Хозяин осторожно выступил вперёд и с трудом поклонился — ему мешал огромный живот. Он был лыс, но с усами и бородой. Нервно облизав толстые губы, хозяин срывающимся голосом проговорил:

— Входите, досточтимые гости. Мы рады вашему прибытию, добро пожаловать. Я — Кьяту Гару, владелец этого скромного заведения. Чем могу служить?

— Дай-ка нам элю, если есть, — бодро заявил Брахт не обращая внимания на смущение хозяина двора. — а нет, так тащи вино.

— Я бы прежде помылась, — сказала Катя.

— У нас есть все, — заверил их Кьяту с новым поклоном.

— В таком случае, Катя, вы с Ценнайрой отправляйтесь в баню, — предложил Каландрилл, — а мы с Брахтом подождём вас здесь.

Вануйка кивнула, с некоторым опозданием кивнула и Ценнайра: впервые с тех пор, как она признала себя зомби, она останется с Катей наедине, и ей было боязно. Она проследовала за высокой вануйкой по едва освещённой зале к дверям, на которые указывал Кьяту. Там их дожидалась явно нервничавшая женщина.

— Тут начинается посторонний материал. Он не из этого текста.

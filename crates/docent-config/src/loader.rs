// SPDX-FileCopyrightText: 2026 Docent Contributors
// SPDX-License-Identifier: MIT OR Apache-2.0

//! Configuration loader using Figment for layered config merging.
//!
//! Supports XDG hierarchy: `./docent.toml` > `~/.config/docent/docent.toml` > `/etc/docent/docent.toml`
//! with environment variable overrides via `DOCENT_` prefix, then the
//! provider variables `GOOGLE_API_KEY`, `GOOGLE_GEMINI_MODEL` and
//! `GOOGLE_GEMINI_EMBEDDING_MODEL`.

#![allow(clippy::result_large_err)] // figment::Error is external and cannot be boxed without wrapper

use std::path::{Path, PathBuf};

use figment::{
    Figment,
    providers::{Env, Format, Serialized, Toml},
};

use crate::model::DocentConfig;

/// System-wide config file.
pub const SYSTEM_CONFIG_PATH: &str = "/etc/docent/docent.toml";

/// Config file in the working directory.
pub const LOCAL_CONFIG_PATH: &str = "docent.toml";

/// `~/.config/docent/docent.toml`, when a config directory exists.
pub fn user_config_path() -> Option<PathBuf> {
    dirs::config_dir().map(|d| d.join("docent/docent.toml"))
}

/// Load configuration from the standard XDG hierarchy with env var overrides.
///
/// Merge order (later overrides earlier):
/// 1. Compiled defaults
/// 2. `/etc/docent/docent.toml` (system-wide)
/// 3. `~/.config/docent/docent.toml` (user XDG config)
/// 4. `./docent.toml` (local directory)
/// 5. `DOCENT_*` environment variables
/// 6. `GOOGLE_*` provider variables
pub fn load_config() -> Result<DocentConfig, figment::Error> {
    build_figment().extract()
}

/// Load configuration from a TOML string only (no files, no env).
///
/// Used for testing and explicit configuration.
pub fn load_config_from_str(toml_content: &str) -> Result<DocentConfig, figment::Error> {
    Figment::new()
        .merge(Serialized::defaults(DocentConfig::default()))
        .merge(Toml::string(toml_content))
        .extract()
}

/// Load configuration from a specific file path with env var overrides.
pub fn load_config_from_path(path: &Path) -> Result<DocentConfig, figment::Error> {
    Figment::new()
        .merge(Serialized::defaults(DocentConfig::default()))
        .merge(Toml::file(path))
        .merge(env_provider())
        .merge(google_env_provider())
        .extract()
}

/// Build the Figment used internally for config loading.
///
/// Returns the Figment before extraction so callers can inspect metadata.
pub fn build_figment() -> Figment {
    Figment::new()
        .merge(Serialized::defaults(DocentConfig::default()))
        .merge(Toml::file(SYSTEM_CONFIG_PATH))
        .merge(Toml::file(user_config_path().unwrap_or_default()))
        .merge(Toml::file(LOCAL_CONFIG_PATH))
        .merge(env_provider())
        .merge(google_env_provider())
}

/// Create the `DOCENT_` provider using explicit `map()` for section-to-dot mapping.
///
/// Uses `Env::map()` rather than `Env::split("_")` because key names contain
/// underscores: `DOCENT_INGEST_CHUNK_SIZE` must map to `ingest.chunk_size`,
/// not `ingest.chunk.size`.
fn env_provider() -> Env {
    Env::prefixed("DOCENT_").map(|key| {
        // Prefix stripped, original case, e.g. "GEMINI_API_KEY".
        map_section_key(&key.as_str().to_ascii_lowercase()).into()
    })
}

fn map_section_key(key: &str) -> String {
    const SECTIONS: [&str; 5] = ["server", "gemini", "storage", "ingest", "retrieval"];
    for section in SECTIONS {
        if let Some(rest) = key.strip_prefix(section).and_then(|r| r.strip_prefix('_')) {
            return format!("{section}.{rest}");
        }
    }
    key.to_string()
}

/// The provider-native variable names, mapped onto the `[gemini]` section.
fn google_env_provider() -> Env {
    Env::raw()
        .only(&[
            "GOOGLE_API_KEY",
            "GOOGLE_GEMINI_MODEL",
            "GOOGLE_GEMINI_EMBEDDING_MODEL",
        ])
        .map(|key| match key.as_str().to_ascii_lowercase().as_str() {
            "google_api_key" => "gemini.api_key".into(),
            "google_gemini_model" => "gemini.chat_model".into(),
            "google_gemini_embedding_model" => "gemini.embedding_model".into(),
            other => other.to_string().into(),
        })
}
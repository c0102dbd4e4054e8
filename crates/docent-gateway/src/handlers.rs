// SPDX-FileCopyrightText: 2026 Docent Contributors
// SPDX-License-Identifier: MIT OR Apache-2.0

//! HTTP request handlers.
//!
//! Handles POST /chat, POST /upload, GET /health and GET /.

use std::path::Path;

use axum::{
    Json,
    extract::{Multipart, State, multipart::Field},
    http::StatusCode,
    response::{IntoResponse, Response},
};
use docent_core::types::ERROR_TAG;
use docent_index::is_pdf_name;
use serde::{Deserialize, Serialize};
use tracing::{error, info, warn};

use crate::server::AppState;

/// Multipart field carrying the uploaded document.
pub const UPLOAD_FIELD: &str = "file";

pub const NOT_PDF_DETAIL: &str = "Only PDF files are allowed.";

/// Request body for POST /chat.
#[derive(Debug, Deserialize)]
pub struct ChatRequest {
    pub query: String,
}

/// Response body for POST /chat, also used for its 500 case.
#[derive(Debug, Serialize, Deserialize)]
pub struct ChatResponse {
    pub response: String,
}

/// Response body for a successful POST /upload.
#[derive(Debug, Serialize, Deserialize)]
pub struct UploadResponse {
    pub message: String,
    pub chunks_added: usize,
}

/// Error body for POST /upload.
#[derive(Debug, Serialize, Deserialize)]
pub struct DetailResponse {
    pub detail: String,
}

#[derive(Debug, Serialize, Deserialize)]
pub struct StatusResponse {
    pub status: String,
}

#[derive(Debug, Serialize, Deserialize)]
pub struct MessageResponse {
    pub message: String,
}

fn detail(status: StatusCode, detail: impl Into<String>) -> Response {
    (
        status,
        Json(DetailResponse {
            detail: detail.into(),
        }),
    )
        .into_response()
}

/// GET /
pub async fn get_root() -> Json<MessageResponse> {
    Json(MessageResponse {
        message: "RAG Chatbot API is running".to_string(),
    })
}

/// GET /health
pub async fn get_health() -> Json<StatusResponse> {
    Json(StatusResponse {
        status: "healthy".to_string(),
    })
}

/// POST /chat
///
/// The workflow runs on its own task so a panic inside it becomes a 500
/// carrying an `[ERROR]` response instead of a dropped connection.
pub async fn post_chat(
    State(state): State<AppState>,
    Json(body): Json<ChatRequest>,
) -> Response {
    let workflow = state.workflow.clone();
    let task = tokio::spawn(async move { workflow.handle_query(&body.query).await });

    match task.await {
        Ok(response) => (StatusCode::OK, Json(ChatResponse { response })).into_response(),
        Err(e) => {
            error!(error = %e, "chat handler task failed");
            (
                StatusCode::INTERNAL_SERVER_ERROR,
                Json(ChatResponse {
                    response: format!("{ERROR_TAG} {e}"),
                }),
            )
                .into_response()
        }
    }
}

/// Reduces a client-supplied file name to its final path component.
pub fn sanitize_file_name(raw: &str) -> Option<String> {
    let name = Path::new(raw).file_name()?.to_str()?.trim();
    (!name.is_empty()).then(|| name.to_string())
}

/// POST /upload
///
/// Saves the PDF into the source folder, ingests it, then reloads the store.
/// Non-PDF names are rejected before anything is written.
pub async fn post_upload(State(state): State<AppState>, mut multipart: Multipart) -> Response {
    loop {
        let field = match multipart.next_field().await {
            Ok(Some(field)) => field,
            Ok(None) => {
                return detail(
                    StatusCode::BAD_REQUEST,
                    format!("Missing '{UPLOAD_FIELD}' field."),
                );
            }
            Err(e) => return detail(e.status(), e.body_text()),
        };
        if field.name() == Some(UPLOAD_FIELD) {
            return save_and_ingest(&state, field).await;
        }
    }
}

async fn save_and_ingest(state: &AppState, field: Field<'_>) -> Response {
    let Some(file_name) = field
        .file_name()
        .and_then(sanitize_file_name)
        .filter(|n| is_pdf_name(n))
    else {
        warn!(file_name = ?field.file_name(), "rejected non-pdf upload");
        return detail(StatusCode::BAD_REQUEST, NOT_PDF_DETAIL);
    };

    let bytes = match field.bytes().await {
        Ok(bytes) => bytes,
        Err(e) => return detail(e.status(), e.body_text()),
    };

    let _guard = state.upload_lock.lock().await;

    if let Err(e) = tokio::fs::create_dir_all(&state.pdf_folder).await {
        error!(error = %e, "failed to create pdf folder");
        return detail(StatusCode::INTERNAL_SERVER_ERROR, e.to_string());
    }
    let path = state.pdf_folder.join(&file_name);
    if let Err(e) = tokio::fs::write(&path, &bytes).await {
        error!(path = %path.display(), error = %e, "failed to save upload");
        return detail(StatusCode::INTERNAL_SERVER_ERROR, e.to_string());
    }

    let chunks_added = match state.pipeline.ingest_file(&path).await {
        Ok(n) => n,
        Err(e) => {
            error!(file = %file_name, error = %e, "upload ingestion failed");
            return detail(StatusCode::INTERNAL_SERVER_ERROR, e.to_string());
        }
    };
    if let Err(e) = state.store.reload().await {
        error!(error = %e, "store reload after upload failed");
        return detail(StatusCode::INTERNAL_SERVER_ERROR, e.to_string());
    }

    info!(file = %file_name, bytes = bytes.len(), chunks_added, "upload embedded");
    (
        StatusCode::OK,
        Json(UploadResponse {
            message: format!("Uploaded and embedded {file_name}."),
            chunks_added,
        }),
    )
        .into_response()
}

#[cfg(test)]
mod tests {
    use super::*;

    #[test]
    fn sanitize_strips_directories() {
        assert_eq!(sanitize_file_name("../../etc/a.pdf").as_deref(), Some("a.pdf"));
        assert_eq!(sanitize_file_name("/abs/path/B.PDF").as_deref(), Some("B.PDF"));
        assert_eq!(sanitize_file_name("plain.pdf").as_deref(), Some("plain.pdf"));
    }

    #[test]
    fn sanitize_rejects_empty_names() {
        assert_eq!(sanitize_file_name(""), None);
        assert_eq!(sanitize_file_name(".."), None);
        assert_eq!(sanitize_file_name("dir/"), Some("dir".to_string()));
    }

    #[tokio::test]
    async fn root_and_health_bodies() {
        assert_eq!(get_root().await.0.message, "RAG Chatbot API is running");
        assert_eq!(get_health().await.0.status, "healthy");
    }
}
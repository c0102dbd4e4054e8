// SPDX-FileCopyrightText: 2026 Docent Contributors
// SPDX-License-Identifier: MIT OR Apache-2.0

//! Test harness for end-to-end integration testing.
//!
//! `TestHarness` assembles the full chat and ingestion stack with mock
//! adapters and a temp directory holding both the source folder and the
//! vector store, so upload-then-reload flows behave as in production.

use std::path::{Path, PathBuf};
use std::sync::Arc;

use docent_config::model::{DocentConfig, RetrievalConfig};
use docent_core::DocentError;
use docent_index::{IngestionPipeline, IngestionReport, Retriever, StoreHandle};
use docent_router::RoutingWorkflow;

use crate::mock_embedder::MockEmbedder;
use crate::mock_provider::MockProvider;
use crate::stub_extractor::StubExtractor;

/// Builder for creating test environments with configurable options.
pub struct TestHarnessBuilder {
    provider: Option<MockProvider>,
    extractor: StubExtractor,
    documents: Vec<String>,
    retrieval: RetrievalConfig,
}

impl TestHarnessBuilder {
    fn new() -> Self {
        Self {
            provider: None,
            extractor: StubExtractor::new(),
            documents: Vec::new(),
            retrieval: RetrievalConfig::default(),
        }
    }

    /// Set mock provider responses, consumed in order.
    pub fn with_mock_responses(mut self, responses: Vec<String>) -> Self {
        self.provider = Some(MockProvider::with_responses(responses));
        self
    }

    /// Use a preconfigured provider.
    pub fn with_provider(mut self, provider: MockProvider) -> Self {
        self.provider = Some(provider);
        self
    }

    /// Use a preconfigured extractor.
    pub fn with_extractor(mut self, extractor: StubExtractor) -> Self {
        self.extractor = extractor;
        self
    }

    /// Place `file_name` in the source folder; it extracts to `text`.
    pub fn with_document(mut self, file_name: &str, text: &str) -> Self {
        self.extractor = self.extractor.with_text(file_name, text);
        self.documents.push(file_name.to_string());
        self
    }

    pub fn with_retrieval(mut self, retrieval: RetrievalConfig) -> Self {
        self.retrieval = retrieval;
        self
    }

    /// Build the test harness, creating all required subsystems.
    pub async fn build(self) -> Result<TestHarness, DocentError> {
        let temp_dir = tempfile::TempDir::new().map_err(DocentError::storage)?;

        let mut config = DocentConfig::default();
        config.storage.pdf_folder = temp_dir.path().join("pdf_data").display().to_string();
        config.storage.persist_dir = temp_dir.path().join("vector_store").display().to_string();
        config.retrieval = self.retrieval;

        let pdf_folder = PathBuf::from(&config.storage.pdf_folder);
        tokio::fs::create_dir_all(&pdf_folder)
            .await
            .map_err(DocentError::storage)?;
        for name in &self.documents {
            // Placeholder bytes; the stub extractor serves the text.
            tokio::fs::write(pdf_folder.join(name), b"%PDF-1.4 stub")
                .await
                .map_err(DocentError::storage)?;
        }

        let store = Arc::new(StoreHandle::open(&config.storage.persist_dir).await);
        let mock_provider = Arc::new(self.provider.unwrap_or_default());
        let mock_embedder = Arc::new(MockEmbedder::new());
        let extractor = Arc::new(self.extractor);

        let retriever = Arc::new(Retriever::new(mock_embedder.clone(), store.clone()));
        let workflow = Arc::new(RoutingWorkflow::new(
            mock_provider.clone(),
            retriever,
            &config.retrieval,
        ));
        let pipeline = Arc::new(IngestionPipeline::new(
            extractor.clone(),
            mock_embedder.clone(),
            store.clone(),
            &config.ingest,
        )?);

        Ok(TestHarness {
            mock_provider,
            mock_embedder,
            extractor,
            store,
            workflow,
            pipeline,
            config,
            _temp_dir: temp_dir,
        })
    }
}

/// A complete test environment with mock adapters and temp storage.
pub struct TestHarness {
    /// The mock LLM provider.
    pub mock_provider: Arc<MockProvider>,
    /// The bag-of-words embedder shared by ingestion and retrieval.
    pub mock_embedder: Arc<MockEmbedder>,
    pub extractor: Arc<StubExtractor>,
    /// Store handle over the temp persist directory.
    pub store: Arc<StoreHandle>,
    pub workflow: Arc<RoutingWorkflow>,
    pub pipeline: Arc<IngestionPipeline>,
    /// Configuration with storage paths inside the temp directory.
    pub config: DocentConfig,
    /// Temp directory kept alive for cleanup on drop.
    _temp_dir: tempfile::TempDir,
}

impl TestHarness {
    /// Create a new builder for configuring the test harness.
    pub fn builder() -> TestHarnessBuilder {
        TestHarnessBuilder::new()
    }

    pub fn pdf_folder(&self) -> &Path {
        Path::new(&self.config.storage.pdf_folder)
    }

    pub fn persist_dir(&self) -> &Path {
        Path::new(&self.config.storage.persist_dir)
    }

    /// Ingests the source folder into the store.
    pub async fn ingest(&self) -> Result<IngestionReport, DocentError> {
        self.pipeline.ingest_folder(self.pdf_folder()).await
    }

    /// Runs one query through the routing workflow.
    pub async fn ask(&self, query: &str) -> String {
        self.workflow.handle_query(query).await
    }
}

Каландрилл тоже попытался представить себе, о чем они будут говорить с Брахтом, впервые после признания Ценнайры оставшись вдвоём. Он решил воспользоваться этим моментом для того, чтобы открыто поговорить о разделявших их противоречиях. Каландриллу вдруг стало не по себе. С тех пор как к нему явился Хоруль, они с Брахтом почти не общались, и он опасался, что открытый разговор может отдалить их ещё больше. Он прошёл за кернийцем к столу около стены и сел под лампой. Кьяту принёс им эль.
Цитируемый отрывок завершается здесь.